The differences are not that great in training styles between England and Australia according to Cumani. “I think that’s a misconception. Essentially it’s gallop three furlongs, home two,” he said. In Australia, that’s five – home two which means work over 1000 metres, quickening up the last 400 metres and you’ll hear that hundreds of times every morning at every training track in Australia.

“Obviously there’s some differences. I might be more inclined to run a horse first up at a mile (1600 metres) and here horses are more likely to have a spell whereas they’ll stay in the yard in the UK. There’s obviously a difference between training tracks and the gallops but here, at Ballarat, we have the lovely 1400 metres uphill track and training methods are not that radically different I’d say. I still train similarly to my father,” Cumani said.

He also sees the odd irony in terms of the two racing cultures. “Australia is seen as the home of two-year-old racing and yet there’s only two races for the two-year-olds over Melbourne Cup week and five at Royal Ascot. We also need more two-year-old races here (Australia) over a little further, 1400 to 1600 metres,” he said.

Alexander says his approach is fundamentally a blend of the methods he’s been exposed to in both hemispheres. “I’d think English and Australian trainers could probably learn a lot from each other,” he said.

He was at the Ballarat ‘jump-outs’, which are barrier trials, when I rang him last week. “That’s one obviously sensible thing here. The horses go to the races with plenty of experience whereas in England, a young horse might have seen the barriers once and that might have been in the middle of an old paddock.

“Yet, on the other hand, a lot of Australian trainers might struggle with the concept of running a horse like Rekindling in the Melbourne Cup off a break of almost two months,” he said.

Cumani’s first trip to Australia was in 2007 when his father’s horse Purple Moon (Galileo) finished second in the Melbourne Cup (Gr 1, 3200m). “I was here for two weeks but I admit I didn’t do much work,” he said.

The work began in 2014 when he did the Australian yearling sales with Guy Mulcaster who is Chris Waller’s bloodstock advisor and then worked for Waller for eight months.

He’d previously broadened his horizons with Ed Dunlop in Newmarket and spent two years in America, first with Todd Pletcher and then Paddy Gallagher.

Alexander, whose father Hamish notably bought Derby (Gr 1, 1m4f) winner Generous (Caerleon) as a foal, has a broad range of experience from riding for champion National Hunt trainer Nicky Henderson as a youngster to working for Alec Head, Criquette Head-Maarek, Todd Pletcher, Mark Johnston, Aidan O’Brien and Lloyd Williams.

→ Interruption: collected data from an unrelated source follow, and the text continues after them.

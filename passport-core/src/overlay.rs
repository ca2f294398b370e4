//! Modal exclusivity: one overlay at a time, no nesting.
use serde::{Deserialize, Serialize};
use std::fmt;
use thiserror::Error;

#[derive(Debug, Clone, Copy, PartialEq, Eq, Hash, Serialize, Deserialize)]
#[serde(rename_all = "snake_case")]
pub enum Overlay {
    WelcomeBanner,
    Discovery,
    Passport,
    Ritual,
}

impl Overlay {
    #[must_use]
    pub const fn label(self) -> &'static str {
        match self {
            Self::WelcomeBanner => "welcome banner",
            Self::Discovery => "landmark card",
            Self::Passport => "passport book",
            Self::Ritual => "ritual",
        }
    }
}

impl fmt::Display for Overlay {
    fn fmt(&self, f: &mut fmt::Formatter<'_>) -> fmt::Result {
        f.write_str(self.label())
    }
}

#[derive(Debug, Clone, Copy, PartialEq, Eq, Error)]
pub enum OverlayError {
    #[error("cannot open the {requested} while the {active} is open")]
    Occupied { requested: Overlay, active: Overlay },
    #[error("region navigation is locked while the {0} is open")]
    NavigationLocked(Overlay),
    #[error("the {0} is not open")]
    NotOpen(Overlay),
}

#[derive(Debug, Clone, Copy, Default, PartialEq, Eq)]
pub struct OverlayGuard {
    active: Option<Overlay>,
}

impl OverlayGuard {
    #[must_use]
    pub const fn new() -> Self {
        Self { active: None }
    }

    #[must_use]
    pub const fn active(&self) -> Option<Overlay> {
        self.active
    }

    #[must_use]
    pub fn is_open(&self, overlay: Overlay) -> bool {
        self.active == Some(overlay)
    }

    /// # Errors
    ///
    /// Fails when any overlay, including `overlay` itself, is already open.
    pub const fn open(&mut self, overlay: Overlay) -> Result<(), OverlayError> {
        if let Some(active) = self.active {
            return Err(OverlayError::Occupied {
                requested: overlay,
                active,
            });
        }
        self.active = Some(overlay);
        Ok(())
    }

    /// # Errors
    ///
    /// Fails when `overlay` is not the one on screen.
    pub fn close(&mut self, overlay: Overlay) -> Result<(), OverlayError> {
        if self.active != Some(overlay) {
            return Err(OverlayError::NotOpen(overlay));
        }
        self.active = None;
        Ok(())
    }

    /// # Errors
    ///
    /// Fails while any overlay is open.
    pub const fn ensure_navigation(&self) -> Result<(), OverlayError> {
        match self.active {
            Some(active) => Err(OverlayError::NavigationLocked(active)),
            None => Ok(()),
        }
    }
}
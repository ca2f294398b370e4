//! Remote landmark rows and the region-granularity overlay merge.
//!
//! Rows arrive as loose JSON. They are validated and mapped into
//! [`Landmark`] values here; nothing past this module sees the raw shape.
use serde::{Deserialize, Serialize};
use serde_json::Value;
use std::collections::{BTreeMap, HashSet};

use crate::ContentSource;
use crate::content::{Content, GalleryImage, Landmark, RegionId, TagSet};

#[derive(Debug, Clone, PartialEq, Eq, Serialize, Deserialize)]
pub struct RemoteImage {
    pub url: String,
    #[serde(default)]
    pub caption: Option<String>,
}

#[derive(Debug, Clone, PartialEq, Eq, Default, Serialize, Deserialize)]
pub struct RemoteSpecs {
    #[serde(default)]
    pub tags: Option<Vec<String>>,
}

/// One row of the remote `landmarks` table.
#[derive(Debug, Clone, PartialEq, Eq, Serialize, Deserialize)]
pub struct RemoteLandmarkRecord {
    #[serde(default)]
    pub id: Option<String>,
    pub region: String,
    pub title: String,
    #[serde(default)]
    pub description: Option<String>,
    #[serde(default)]
    pub gallery: Option<Vec<RemoteImage>>,
    #[serde(default)]
    pub google_maps_url: Option<String>,
    #[serde(default)]
    pub specs: Option<RemoteSpecs>,
}

impl RemoteLandmarkRecord {
    /// Decode a single row.
    ///
    /// # Errors
    ///
    /// Returns an error when the row is not an object or lacks `region`/`title`.
    pub fn from_value(value: Value) -> Result<Self, serde_json::Error> {
        serde_json::from_value(value)
    }

    /// Identifier used as the ledger key; falls back to a slug of the title.
    #[must_use]
    pub fn landmark_id(&self) -> String {
        self.id
            .as_deref()
            .map(str::trim)
            .filter(|id| !id.is_empty())
            .map_or_else(|| slugify(&self.title), str::to_string)
    }

    #[must_use]
    pub fn into_landmark(self) -> Landmark {
        let id = self.landmark_id();
        let gallery: Vec<GalleryImage> = self
            .gallery
            .unwrap_or_default()
            .into_iter()
            .map(|img| GalleryImage {
                url: img.url,
                caption: img.caption.unwrap_or_default(),
            })
            .collect();
        let image = gallery
            .first()
            .map(|img| img.url.clone())
            .unwrap_or_default();
        let tags: TagSet = self
            .specs
            .and_then(|specs| specs.tags)
            .unwrap_or_default()
            .into_iter()
            .collect();
        Landmark {
            id,
            name: self.title,
            description: self.description.unwrap_or_default(),
            image,
            gallery,
            google_maps_url: self.google_maps_url,
            tags,
            quiz: None,
        }
    }
}

fn slugify(title: &str) -> String {
    title
        .split(|c: char| !c.is_ascii_alphanumeric())
        .filter(|part| !part.is_empty())
        .map(str::to_ascii_lowercase)
        .collect::<Vec<_>>()
        .join("-")
}

/// Decode raw rows, skipping the ones that do not fit the record shape.
#[must_use]
pub fn ingest_rows(rows: Vec<Value>) -> (Vec<RemoteLandmarkRecord>, usize) {
    let mut records = Vec::with_capacity(rows.len());
    let mut skipped = 0;
    for (index, row) in rows.into_iter().enumerate() {
        match RemoteLandmarkRecord::from_value(row) {
            Ok(record) if record.title.trim().is_empty() => {
                skipped += 1;
                log::warn!("remote landmark row {index} has an empty title; skipped");
            }
            Ok(record) if record.landmark_id().is_empty() => {
                skipped += 1;
                log::warn!(
                    "remote landmark row {index} (`{}`) has no id and no usable slug; skipped",
                    record.title
                );
            }
            Ok(record) => records.push(record),
            Err(err) => {
                skipped += 1;
                log::warn!("remote landmark row {index} is malformed ({err}); skipped");
            }
        }
    }
    (records, skipped)
}

/// Why the defaults were kept wholesale.
#[derive(Debug, Clone, PartialEq, Eq)]
pub enum Fallback {
    FetchFailed(String),
    NoRecords,
}

#[derive(Debug, Clone, PartialEq, Eq, Default)]
pub struct MergeReport {
    /// Regions whose landmarks now come from the remote source.
    pub replaced: Vec<RegionId>,
    /// Regions left on their shipped landmarks.
    pub kept: Vec<RegionId>,
    /// Rows that were malformed, named an unknown region, or repeated an id.
    pub dropped: usize,
    pub fallback: Option<Fallback>,
}

impl MergeReport {
    fn fallback(content: &Content, reason: Fallback) -> Self {
        Self {
            replaced: Vec::new(),
            kept: content.region_ids().collect(),
            dropped: 0,
            fallback: Some(reason),
        }
    }

    #[must_use]
    pub fn used_remote(&self) -> bool {
        !self.replaced.is_empty()
    }
}

/// Replace each region's landmarks with its remote group, when it has one.
///
/// Regions without remote rows keep their shipped landmarks untouched. Remote
/// rows whose id is already taken are dropped instead.
pub fn overlay_merge(content: &mut Content, records: Vec<RemoteLandmarkRecord>) -> MergeReport {
    let mut groups: BTreeMap<RegionId, Vec<Landmark>> = BTreeMap::new();
    let mut report = MergeReport::default();

    for record in records {
        match record.region.parse::<RegionId>() {
            Ok(region) => groups
                .entry(region)
                .or_default()
                .push(record.into_landmark()),
            Err(_) => {
                report.dropped += 1;
                log::warn!(
                    "remote landmark `{}` names unknown region `{}`; dropped",
                    record.title,
                    record.region
                );
            }
        }
    }

    let (mut groups, repeated) = settle_groups(content, groups);
    report.dropped += repeated;

    for region in content.regions_mut() {
        match groups.remove(&region.id) {
            Some(landmarks) => {
                region.landmarks = landmarks;
                report.replaced.push(region.id);
            }
            None => report.kept.push(region.id),
        }
    }
    report
}

/// Drop remote landmarks whose id is held by a kept region or an earlier
/// remote row. A region left with no remote landmarks falls back to its
/// shipped ones, which can in turn claim ids, so this repeats until stable.
fn settle_groups(
    content: &Content,
    mut groups: BTreeMap<RegionId, Vec<Landmark>>,
) -> (BTreeMap<RegionId, Vec<Landmark>>, usize) {
    let mut abandoned = 0;
    loop {
        let mut repeats = Vec::new();
        let mut settled = BTreeMap::new();
        {
            let mut seen: HashSet<&str> = content
                .regions()
                .iter()
                .filter(|region| !groups.contains_key(&region.id))
                .flat_map(|region| region.landmarks.iter().map(|l| l.id.as_str()))
                .collect();
            for (&region, landmarks) in &groups {
                let unique: Vec<Landmark> = landmarks
                    .iter()
                    .filter(|landmark| {
                        let fresh = seen.insert(landmark.id.as_str());
                        if !fresh {
                            repeats.push((region, landmark.id.clone()));
                        }
                        fresh
                    })
                    .cloned()
                    .collect();
                settled.insert(region, unique);
            }
        }

        let emptied: Vec<RegionId> = settled
            .iter()
            .filter(|(_, landmarks)| landmarks.is_empty())
            .map(|(&region, _)| region)
            .collect();
        if emptied.is_empty() {
            for (region, id) in &repeats {
                log::warn!(
                    "remote landmark id `{id}` in region `{region}` is already taken; dropped"
                );
            }
            return (settled, abandoned + repeats.len());
        }
        for region in emptied {
            abandoned += groups.remove(&region).map_or(0, |rows| rows.len());
            log::warn!(
                "every remote landmark for `{region}` repeats a known id; keeping defaults"
            );
        }
    }
}

/// Fetch remote rows once and overlay them on `defaults`.
///
/// Fetch failures and empty results keep the defaults and are only logged.
pub async fn load_content<S>(mut defaults: Content, source: &S) -> (Content, MergeReport)
where
    S: ContentSource + ?Sized,
{
    let rows = match source.fetch_landmarks().await {
        Ok(rows) => rows,
        Err(err) => {
            log::info!("remote landmarks unavailable ({err}); using static defaults");
            let report = MergeReport::fallback(&defaults, Fallback::FetchFailed(err.to_string()));
            return (defaults, report);
        }
    };

    let (records, skipped) = ingest_rows(rows);
    if records.is_empty() {
        log::info!("no remote landmarks found; using static defaults");
        let mut report = MergeReport::fallback(&defaults, Fallback::NoRecords);
        report.dropped = skipped;
        return (defaults, report);
    }

    let mut report = overlay_merge(&mut defaults, records);
    report.dropped += skipped;
    log::debug!(
        "overlay merge replaced {:?}, kept {:?}, dropped {}",
        report.replaced,
        report.kept,
        report.dropped
    );
    (defaults, report)
}
pub mod scenario;
pub mod util;

pub use util::split_csv;
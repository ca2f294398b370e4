//! The coordinator that owns every piece of passport state.
//!
//! Views, the clock, and storage all go through [`PassportApp`]. Delayed
//! transitions are scheduled against the view that asked for them, so closing
//! a view silently drops whatever it still had in flight.
use chrono::{DateTime, Utc};
use rand::RngCore;
use std::time::Duration;

use crate::config::PassportConfig;
use crate::contest::{ContestError, ContestForm};
use crate::content::{Content, ContentError, Region, RegionId};
use crate::discovery::{CollectStep, DiscoverySession, DiscoveryTimer, Verdict};
use crate::error::{PassportError, PassportResult};
use crate::ledger::{PassportView, StampLedger};
use crate::overlay::{Overlay, OverlayGuard};
use crate::remote::{MergeReport, load_content};
use crate::ritual::{RitualError, RitualOutcome, RitualRng, RitualSession, Toss, is_eligible};
use crate::scheduler::{Fired, Scheduler, ViewToken};
use crate::storage::{KeyValueStore, SessionFlags};
use crate::{ContentSource, EntrySink};

#[derive(Debug, Clone, Copy, PartialEq, Eq)]
pub enum AppTimer {
    ShowWelcome,
    Discovery(DiscoveryTimer),
    ResolveRitual,
}

/// Signals for the presentation layer.
#[derive(Debug, Clone, PartialEq, Eq)]
pub enum AppEvent {
    WelcomeShown,
    FactRevealed { landmark_id: String },
    RetryReady { landmark_id: String },
    /// One-shot celebration signal for a freshly collected stamp.
    StampCollected { landmark_id: String, total: usize },
    CelebrationFinished { landmark_id: String },
    RitualResolved { toss: Toss, outcome: RitualOutcome },
    LedgerReset,
}

pub struct PassportApp<D, S> {
    config: PassportConfig,
    content: Content,
    merge: Option<MergeReport>,
    ledger: StampLedger,
    durable: D,
    flags: SessionFlags<S>,
    overlays: OverlayGuard,
    region_index: usize,
    welcome: Option<ViewToken>,
    discovery: Option<(ViewToken, DiscoverySession)>,
    ritual: Option<(ViewToken, RitualSession)>,
    ritual_rng: Box<dyn RngCore>,
    scheduler: Scheduler<AppTimer>,
    events: Vec<AppEvent>,
}
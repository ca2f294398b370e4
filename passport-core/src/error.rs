use thiserror::Error;

use crate::contest::ContestError;
use crate::content::ContentError;
use crate::discovery::DiscoveryError;
use crate::overlay::OverlayError;
use crate::ritual::RitualError;
use crate::storage::StorageError;

/// Any failure surfaced by [`crate::PassportApp`].
#[derive(Debug, Error)]
pub enum PassportError {
    #[error(transparent)]
    Content(#[from] ContentError),
    #[error(transparent)]
    Storage(#[from] StorageError),
    #[error(transparent)]
    Discovery(#[from] DiscoveryError),
    #[error(transparent)]
    Ritual(#[from] RitualError),
    #[error(transparent)]
    Overlay(#[from] OverlayError),
    #[error(transparent)]
    Contest(#[from] ContestError),
    #[error("no landmark with id `{0}`")]
    UnknownLandmark(String),
    #[error("no {0} is open")]
    NoActiveView(&'static str),
}

pub type PassportResult<T> = Result<T, PassportError>;
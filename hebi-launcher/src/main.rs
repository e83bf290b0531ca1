#[macro_use]
extern crate tracing;

mod service;

use anyhow::Context as _;
use hebi_launcher::config::ConfHandle;
use tap::prelude::*;

use crate::service::LauncherService;

fn main() -> anyhow::Result<()> {
    let conf_handle = ConfHandle::init().context("unable to initialize configuration")?;
    let mut service = LauncherService::load(conf_handle).context("service loading failed")?;

    service
        .start()
        .tap_err(|error| error!(error = format!("{error:#}"), "Failed to start"))?;

    // Waiting for some stop signal (CTRL-C…)
    let rt = tokio::runtime::Builder::new_current_thread()
        .enable_io()
        .build()
        .context("failed to build the async runtime")?;
    rt.block_on(build_signals_fut())?;

    service.stop();

    Ok(())
}

#[cfg(unix)]
async fn build_signals_fut() -> anyhow::Result<()> {
    use tokio::signal::unix::{SignalKind, signal};

    let mut terminate_signal = signal(SignalKind::terminate()).context("failed to create terminate signal stream")?;
    let mut quit_signal = signal(SignalKind::quit()).context("failed to create quit signal stream failed")?;
    let mut interrupt_signal =
        signal(SignalKind::interrupt()).context("failed to create interrupt signal stream failed")?;

    futures::future::select_all(vec![
        Box::pin(terminate_signal.recv()),
        Box::pin(quit_signal.recv()),
        Box::pin(interrupt_signal.recv()),
    ])
    .await;

    Ok(())
}

#[cfg(not(unix))]
async fn build_signals_fut() -> anyhow::Result<()> {
    tokio::signal::ctrl_c().await.context("CTRL_C signal failed")
}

He also spent time with Anthony Cummings and Danny O’Brien, in Australia, in between travelling the east coast and exploring the iconic Great Ocean Road.

As to the choice of Ballarat and the huge shadow cast by Darren Weir, Alexander has previously said it’s a positive rather than a negative. “It’s actually an advantage training next door to him. He proved good horses can be trained at Ballarat, he’s put it on the map. His aim is 300 winners a year, mine is 30. I’m rowing in one direction, he’s rowing in another.

“I’d like to think I’m a better trainer now than if I’d just stayed in England the whole time. I get to watch Darren Weir every day and obviously he does an amazing job,” he said.

And the challenge continues. Typical of most trainers, Cumani concedes me may have been over-zealous at this year’s sales. “We probably bought a few more than we could sell so there were still shares unsold several months later but we’re getting there now, he said.

Replenishing stock is, of course, key to any trainer’s survival and just one of a myriad of ancillary tasks a trainer faces on an almost daily basis.

Who’d want to be a racehorse trainer? “It’s a fair question,” Alexander says. “But it’s about the love of the horses and the competition and it’s really all I ever wanted to do. Winning races makes it worthwhile. Yes, the bigger race wins are better but not by that much. There’s great satisfaction in winning a race with the horse everybody said couldn’t win or winning one for the owner who hasn’t had much luck. A win’s a win.”

And Alexander and Cumani are winning plenty!